PCA that iteratively replaces missing data

Primary LanguagePythonApache License 2.0Apache-2.0

CircleCI

pca-magic

An implementaton of probabilisitc principal components analysis which is a variant of vanilla PCA that can be used to

  • compute factors where some of the data are missing
  • interpolate data by using information from additional series

Often, you want to use PCA but your data is smattered with missing data. See below, where the white represents missing data in 14k+ time series in the Current Population Survey, a monthly survey of about 60k households conducted by the United States Census Bureau since 1940.

CPS missing data

If enough of the data is not missing, you can fill in the missing data with sample means or some other interpolated value but if you have too much missing data, your rudimentary interpolation is going to overwhelm the signal in the data with noise. (Think about the limiting case with all but one missing data point).

A better way: suppose you had the latent factors representing the matrix. Construct a linear model for each series and then use the resulting model for interpolation. Intuitively, this will preserve the signal from the data as the interpolated values come from latent factors.

However, the problem is you never have these factors to begin with. The old chicken and egg problem.
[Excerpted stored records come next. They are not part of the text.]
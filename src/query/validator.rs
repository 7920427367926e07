//! Clause validation against inferred row types

use serde::{Deserialize, Serialize};

use crate::schema::{TypeMap, TypeTag};

use super::ast::Clause;
use super::conditions::Condition;
use super::errors::{QueryError, QueryResult};

/// When clauses are validated during a scan
#[derive(Debug, Clone, Copy, PartialEq, Eq, Default, Serialize, Deserialize)]
#[serde(rename_all = "snake_case")]
pub enum ValidationMode {
    /// Validate against every row's inferred types
    #[default]
    EveryRow,
    /// Validate against the first row only. The caller asserts the file is
    /// homogeneously typed; later rows of another type simply do not match.
    FirstRow,
}

/// Validates clauses before they are evaluated
pub struct QueryValidator;

impl QueryValidator {
    /// Resolves a clause's condition in the registry.
    pub fn resolve(clause: &Clause) -> QueryResult<Condition> {
        let name = clause.condition.trim().to_uppercase();
        Condition::lookup(&name).ok_or_else(|| QueryError::unknown_condition(name))
    }

    /// Validates a clause against a row's types and returns its condition.
    ///
    /// # Errors
    ///
    /// - `DATATOOL_UNKNOWN_CONDITION` if the condition is not registered
    /// - `DATATOOL_CONDITION_TYPE` if the field's type does not fit the condition
    pub fn validate(types: &TypeMap, clause: &Clause) -> QueryResult<Condition> {
        let condition = Self::resolve(clause)?;
        Self::check_type(&clause.field, condition, types.get(&clause.field).copied())?;
        Ok(condition)
    }

    /// Checks a resolved condition against the inferred type of its field.
    ///
    /// A field with no inferred type fails any type-restricted condition.
    pub fn check_type(field: &str, condition: Condition, actual: Option<TypeTag>) -> QueryResult<()> {
        match condition.required_type() {
            Some(required) if actual != Some(required) => Err(QueryError::condition_type(
                field,
                required,
                condition.group(),
            )),
            _ => Ok(()),
        }
    }
}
But no matter, fixed point algorithms via Probabilistic PCA to the rescue.

With this strategy, over 50 percent of the variance in those 14k+ time series in the CPS can be explained by just 12 factors.

CPS components

Installation

Install via pip:

pip install ppca

Load in the data which should be arranged as n_samples by features. As usual, you should make sure your data is stationary (take first differences if possible) and standardized.

from ppca import PPCA
ppca = PPCA()

Fit the model with parameter d specifying the number of components and verbose printing convergence output if required.
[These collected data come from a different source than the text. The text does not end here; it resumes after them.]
//! Request shapes read from stdin

use std::path::PathBuf;

use serde::Deserialize;

use crate::codec::Dialect;
use crate::dataset::{Dataset, DatasetError, DatasetResult};
use crate::query::{Clause, ClauseValue};

/// Dataset location and dialect
#[derive(Debug, Clone, Deserialize)]
#[serde(deny_unknown_fields)]
pub struct DatasetInput {
    pub path: PathBuf,
    /// Single ASCII character, default `,`
    #[serde(default)]
    pub delimiter: Option<char>,
    /// Single ASCII character, default `"`
    #[serde(default)]
    pub quote: Option<char>,
}

fn ascii(c: char, what: &str) -> DatasetResult<u8> {
    if c.is_ascii() {
        Ok(c as u8)
    } else {
        Err(DatasetError::config_invalid(format!(
            "{} must be a single ASCII character, got '{}'",
            what, c
        )))
    }
}

impl DatasetInput {
    pub fn dialect(&self) -> DatasetResult<Dialect> {
        let defaults = Dialect::default();
        let delimiter = match self.delimiter {
            Some(c) => ascii(c, "delimiter")?,
            None => defaults.delimiter,
        };
        let quote = match self.quote {
            Some(c) => ascii(c, "quote")?,
            None => defaults.quote,
        };
        Dialect::new(delimiter, quote).map_err(|e| DatasetError::config_invalid(e.to_string()))
    }

    pub fn open(&self) -> DatasetResult<Dataset> {
        Dataset::open(&self.path, self.dialect()?)
    }
}

/// Clause operand: JSON string or number
#[derive(Debug, Clone, Deserialize)]
#[serde(untagged)]
pub enum ValueInput {
    Number(f64),
    Text(String),
}

/// One where-clause
#[derive(Debug, Clone, Deserialize)]
#[serde(deny_unknown_fields)]
pub struct ClauseInput {
    pub field: String,
    pub condition: String,
    pub value: ValueInput,
}

impl From<&ClauseInput> for Clause {
    fn from(input: &ClauseInput) -> Self {
        let value = match &input.value {
            ValueInput::Number(n) => ClauseValue::Number(*n),
            ValueInput::Text(s) => ClauseValue::parse(s.clone()),
        };
        Clause::new(input.field.clone(), input.condition.clone(), value)
    }
}

fn clauses(inputs: &[ClauseInput]) -> Vec<Clause> {
    inputs.iter().map(Clause::from).collect()
}

fn default_true() -> bool {
    true
}

/// `datatool query` request
#[derive(Debug, Clone, Deserialize)]
#[serde(deny_unknown_fields)]
pub struct QueryRequest {
    pub dataset: DatasetInput,
    pub select: Vec<String>,
    #[serde(rename = "where", default)]
    pub clauses: Vec<ClauseInput>,
    #[serde(default = "default_true")]
    pub match_all: bool,
    pub output: PathBuf,
    #[serde(default)]
    pub append: bool,
}

impl QueryRequest {
    pub fn clauses(&self) -> Vec<Clause> {
        clauses(&self.clauses)
    }
}

/// `datatool compare` request
#[derive(Debug, Clone, Deserialize)]
#[serde(deny_unknown_fields)]
pub struct CompareRequest {
    pub source: DatasetInput,
    pub compare: DatasetInput,
    pub key_fields: Vec<String>,
    #[serde(default = "default_true")]
    pub require_match: bool,
    #[serde(rename = "where", default)]
    pub clauses: Vec<ClauseInput>,
    pub select: Vec<String>,
    pub output: PathBuf,
}

impl CompareRequest {
    pub fn clauses(&self) -> Vec<Clause> {
        clauses(&self.clauses)
    }
}

/// `datatool stats` request
#[derive(Debug, Clone, Deserialize)]
#[serde(deny_unknown_fields)]
pub struct StatsRequest {
    pub dataset: DatasetInput,
    pub field: String,
    pub pattern: String,
    #[serde(default)]
    pub capture_group: Option<usize>,
    #[serde(default)]
    pub top: Option<usize>,
}

#[cfg(test)]
mod tests {
    use super::*;
    use crate::cli::io::parse_request;

    #[test]
    fn test_query_request_defaults() {
        let request: QueryRequest = parse_request(
            r#"{"dataset": {"path": "heroes.csv"}, "select": ["email"], "output": "out.csv"}"#,
        )
        .unwrap();
        assert!(request.match_all);
        assert!(!request.append);
        assert!(request.clauses().is_empty());
        assert_eq!(request.dataset.dialect().unwrap(), Dialect::default());
    }

    #[test]
    fn test_clause_values() {
        let request: QueryRequest = parse_request(
            r#"{"dataset": {"path": "p.csv", "delimiter": "\t"}, "select": ["age"],
                "where": [{"field": "age", "condition": "greater", "value": 30},
                          {"field": "dob", "condition": "before", "value": "2001-02-03"}],
                "output": "out.csv"}"#,
        )
        .unwrap();
        let clauses = request.clauses();
        assert_eq!(clauses[0].condition, "GREATER");
        assert_eq!(clauses[0].value, ClauseValue::Number(30.0));
        assert!(clauses[1].value.is_date());
        assert_eq!(request.dataset.dialect().unwrap(), Dialect::tsv());
    }

    #[test]
    fn test_same_delimiter_and_quote_rejected() {
        let input = DatasetInput {
            path: PathBuf::from("p.csv"),
            delimiter: Some('"'),
            quote: None,
        };
        assert!(input.dialect().is_err());
    }

    #[test]
    fn test_compare_request() {
        let request: CompareRequest = parse_request(
            r#"{"source": {"path": "a.csv"}, "compare": {"path": "b.tsv", "delimiter": "\t"},
                "key_fields": ["email"], "require_match": true,
                "where": [{"field": "location", "condition": "CONTAINS", "value": "malibu"}],
                "select": ["email", "weapon"], "output": "out.csv"}"#,
        )
        .unwrap();
        assert_eq!(request.key_fields, vec!["email".to_string()]);
        assert_eq!(request.clauses().len(), 1);
    }

    #[test]
    fn test_unknown_request_key_rejected() {
        let result: Result<StatsRequest, _> = parse_request(
            r#"{"dataset": {"path": "a.csv"}, "field": "email", "pattern": ".*", "regex": ".*"}"#,
        );
        assert!(result.is_err());
    }
}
ppca.fit(data=data, d=100, verbose=True)

The model parameters and components will be attached to the ppca object.

variance_explained = ppca.var_exp
components = ppca.data
model_params = ppca.C

If you want the principal components, call transform.

component_mat = ppca.transform()

Post fitting the model, save the model if you want.

ppca.save('mypcamodel')

Load a model, post instantiating a PPCA object. This will make fitting/transforming much faster.

ppca.load('mypcamodel.npy')